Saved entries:
== Segment start ==

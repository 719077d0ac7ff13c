//! Keyboard control driven end-to-end through the display surface.

use std::sync::atomic::AtomicBool;
use std::sync::Arc;

use stereoscope::viewer::TickOutcome;
use stereoscope::{DisplaySurface, FrameSlot, ParamKey, ParamStore, ViewerLoop};

fn viewer_with_store() -> (ViewerLoop, ParamStore) {
    let store = ParamStore::default();
    let viewer = ViewerLoop::new(
        store.clone(),
        FrameSlot::new(),
        FrameSlot::new(),
        DisplaySurface::headless(),
        None,
        Arc::new(AtomicBool::new(false)),
    );
    (viewer, store)
}

#[test]
fn ten_crop_decrements_floor_the_margin_at_zero() {
    let (mut viewer, store) = viewer_with_store();
    assert_eq!(store.get(ParamKey::CropLeft), 30.0);

    for _ in 0..10 {
        viewer.display_mut().push_key('x');
        viewer.tick().unwrap();
    }

    // 30 → 20 → 10 → 0, then the floor holds for the remaining presses.
    assert_eq!(store.get(ParamKey::CropLeft), 0.0);
}

#[test]
fn increments_and_decrements_cancel_out() {
    let (mut viewer, store) = viewer_with_store();
    for key in ['f', 'f', 's', 'e', 'd', 'z', 'x'] {
        viewer.display_mut().push_key(key);
        viewer.tick().unwrap();
    }
    assert_eq!(store.get(ParamKey::FxLeft), 360.0);
    assert_eq!(store.get(ParamKey::FyLeft), 300.0);
    assert_eq!(store.get(ParamKey::CropLeft), 30.0);
}

#[test]
fn dump_key_is_handled_without_touching_values() {
    let (mut viewer, store) = viewer_with_store();
    let before = store.snapshot();
    viewer.display_mut().push_key('p');
    assert_eq!(viewer.tick().unwrap(), TickOutcome::Idle);
    assert_eq!(store.snapshot(), before);
}

#[test]
fn quit_key_wins_over_pending_adjustments() {
    let (mut viewer, store) = viewer_with_store();
    viewer.display_mut().push_key('q');
    viewer.display_mut().push_key('f');
    assert_eq!(viewer.tick().unwrap(), TickOutcome::Quit);
    // The adjustment behind the quit key is never applied.
    assert_eq!(store.get(ParamKey::FxLeft), 350.0);
}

== Segment end ==

- **Work to complete**: Restate the records from above exactly as they read.

- **Written reply**:
repository 719077d0ac7ff13c
//! Keyboard control driven end-to-end through the display surface.

use std::sync::atomic::AtomicBool;
use std::sync::Arc;

use stereoscope::viewer::TickOutcome;
use stereoscope::{DisplaySurface, FrameSlot, ParamKey, ParamStore, ViewerLoop};

fn viewer_with_store() -> (ViewerLoop, ParamStore) {
    let store = ParamStore::default();
    let viewer = ViewerLoop::new(
        store.clone(),
        FrameSlot::new(),
        FrameSlot::new(),
        DisplaySurface::headless(),
        None,
        Arc::new(AtomicBool::new(false)),
    );
    (viewer, store)
}

#[test]
fn ten_crop_decrements_floor_the_margin_at_zero() {
    let (mut viewer, store) = viewer_with_store();
    assert_eq!(store.get(ParamKey::CropLeft), 30.0);

    for _ in 0..10 {
        viewer.display_mut().push_key('x');
        viewer.tick().unwrap();
    }

    // 30 → 20 → 10 → 0, then the floor holds for the remaining presses.
    assert_eq!(store.get(ParamKey::CropLeft), 0.0);
}

#[test]
fn increments_and_decrements_cancel_out() {
    let (mut viewer, store) = viewer_with_store();
    for key in ['f', 'f', 's', 'e', 'd', 'z', 'x'] {
        viewer.display_mut().push_key(key);
        viewer.tick().unwrap();
    }
    assert_eq!(store.get(ParamKey::FxLeft), 360.0);
    assert_eq!(store.get(ParamKey::FyLeft), 300.0);
    assert_eq!(store.get(ParamKey::CropLeft), 30.0);
}

#[test]
fn dump_key_is_handled_without_touching_values() {
    let (mut viewer, store) = viewer_with_store();
    let before = store.snapshot();
    viewer.display_mut().push_key('p');
    assert_eq!(viewer.tick().unwrap(), TickOutcome::Idle);
    assert_eq!(store.snapshot(), before);
}

#[test]
fn quit_key_wins_over_pending_adjustments() {
    let (mut viewer, store) = viewer_with_store();
    viewer.display_mut().push_key('q');
    viewer.display_mut().push_key('f');
    assert_eq!(viewer.tick().unwrap(), TickOutcome::Quit);
    // The adjustment behind the quit key is never applied.
    assert_eq!(store.get(ParamKey::FxLeft), 350.0);
}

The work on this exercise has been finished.